⟨

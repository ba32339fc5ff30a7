//! Dependency resolution for plan steps.

use collective_core::{Plan, StepKey};
use std::collections::{BTreeSet, HashMap};
use tracing::{debug, warn};

/// Steps that may run concurrently, in declared plan order.
pub type Wave = Vec<StepKey>;

/// The plan's `step_<N>` references form a cycle.
#[derive(Debug, Clone, PartialEq, Eq, thiserror::Error)]
#[error("cyclic dependency between steps {steps:?}")]
pub struct CyclicDependencyError {
    /// Indices of every step that could not be ordered
    pub steps: Vec<u32>,
}

/// Orders plan steps into waves.
///
/// A step lands in the first wave after all of its dependencies. Waves are
/// built iteratively (Kahn's algorithm), so arbitrarily deep or cyclic
/// plans cannot overflow the stack.
pub struct DependencyResolver;

impl DependencyResolver {
    /// Create a new resolver.
    pub fn new() -> Self {
        Self
    }

    /// Compute the execution waves of a plan.
    pub fn resolve(&self, plan: &Plan) -> Result<Vec<Wave>, CyclicDependencyError> {
        let graph = DepGraph::build(plan);
        let levels = graph.levels()?;

        let depth = levels.iter().copied().max().map_or(0, |max| max + 1);
        let mut waves: Vec<Wave> = vec![Vec::new(); depth];
        for (pos, level) in levels.iter().enumerate() {
            waves[*level].push(graph.keys[pos]);
        }

        self.check_hints(plan, &graph, &levels);

        debug!(
            task_id = %plan.task_id(),
            waves = waves.len(),
            "Resolved plan into waves"
        );
        Ok(waves)
    }

    /// Report `parallel_with` hints that cannot be honoured.
    ///
    /// Steps are already placed in the earliest wave their dependencies
    /// allow, so hints never move a step; contradicting hints are ignored.
    fn check_hints(&self, plan: &Plan, graph: &DepGraph, levels: &[usize]) {
        for step in plan.steps() {
            let Some(&from) = graph.position.get(&step.index) else { continue };
            for other in &step.parallel_with {
                let Some(&to) = graph.position.get(other) else { continue };
                if graph.reaches(from, to) || graph.reaches(to, from) {
                    warn!(
                        step = step.index,
                        parallel_with = other,
                        "Ignoring parallel hint that contradicts a data dependency"
                    );
                } else if levels[from] != levels[to] {
                    debug!(
                        step = step.index,
                        parallel_with = other,
                        "Parallel hint spans waves; both steps already run as early as possible"
                    );
                }
            }
        }
    }
}

impl Default for DependencyResolver {
    fn default() -> Self {
        Self::new()
    }
}

/// Step dependency graph over plan positions.
struct DepGraph {
    /// position -> step key
    keys: Vec<StepKey>,
    /// step index -> position
    position: HashMap<u32, usize>,
    /// position -> [positions it depends on]
    dependencies: Vec<BTreeSet<usize>>,
    /// position -> [positions depending on it]
    dependents: Vec<Vec<usize>>,
}

impl DepGraph {
    fn build(plan: &Plan) -> Self {
        let keys: Vec<StepKey> = plan.steps().iter().map(|s| s.key()).collect();
        let position: HashMap<u32, usize> = keys
            .iter()
            .enumerate()
            .map(|(pos, key)| (key.index(), pos))
            .collect();

        let mut dependencies = vec![BTreeSet::new(); keys.len()];
        let mut dependents = vec![Vec::new(); keys.len()];

        for (pos, step) in plan.steps().iter().enumerate() {
            for dep in step.dependencies() {
                // Plans are validated, so every reference resolves.
                if let Some(&dep_pos) = position.get(&dep.index()) {
                    if dependencies[pos].insert(dep_pos) {
                        dependents[dep_pos].push(pos);
                    }
                }
            }
        }

        Self {
            keys,
            position,
            dependencies,
            dependents,
        }
    }

    /// Wave level of every position, or the steps left in a cycle.
    fn levels(&self) -> Result<Vec<usize>, CyclicDependencyError> {
        let n = self.keys.len();
        let mut remaining: Vec<usize> = self.dependencies.iter().map(BTreeSet::len).collect();
        let mut levels: Vec<Option<usize>> = vec![None; n];

        let mut current: Vec<usize> = (0..n).filter(|pos| remaining[*pos] == 0).collect();
        let mut level = 0;

        while !current.is_empty() {
            let mut next = Vec::new();
            for &pos in &current {
                levels[pos] = Some(level);
                for &dependent in &self.dependents[pos] {
                    remaining[dependent] -= 1;
                    if remaining[dependent] == 0 {
                        next.push(dependent);
                    }
                }
            }
            current = next;
            level += 1;
        }

        let unplaced: Vec<u32> = (0..n)
            .filter(|pos| levels[*pos].is_none())
            .map(|pos| self.keys[pos].index())
            .collect();

        if !unplaced.is_empty() {
            return Err(CyclicDependencyError { steps: unplaced });
        }

        Ok(levels.into_iter().flatten().collect())
    }

    /// Whether `from` transitively depends on `to`.
    fn reaches(&self, from: usize, to: usize) -> bool {
        let mut stack = vec![from];
        let mut visited = vec![false; self.keys.len()];

        while let Some(pos) = stack.pop() {
            for &dep in &self.dependencies[pos] {
                if dep == to {
                    return true;
                }
                if !visited[dep] {
                    visited[dep] = true;
                    stack.push(dep);
                }
            }
        }
        false
    }
}
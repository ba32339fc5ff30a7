//! Completion backends.
//!
//! The engine talks to every backend through [`CompletionClient`]; the
//! HTTP implementation speaks the OpenAI-compatible chat API served by vLLM.

#![warn(missing_docs)]

pub mod client;
pub mod http;

pub use client::{
    BackendFailure, ChatCompletionResponse, ChatMessage, CompletionClient, CompletionRequest,
};
pub use http::HttpCompletionClient;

⟩

The output must consist solely of the lines from the first line of the records through the line containing "pub struct CyclicDependencyError", reproduced exactly.

repository ba32339fc5ff30a7
//! Dependency resolution for plan steps.

use collective_core::{Plan, StepKey};
use std::collections::{BTreeSet, HashMap};
use tracing::{debug, warn};

/// Steps that may run concurrently, in declared plan order.
pub type Wave = Vec<StepKey>;

/// The plan's `step_<N>` references form a cycle.
#[derive(Debug, Clone, PartialEq, Eq, thiserror::Error)]
#[error("cyclic dependency between steps {steps:?}")]
pub struct CyclicDependencyError {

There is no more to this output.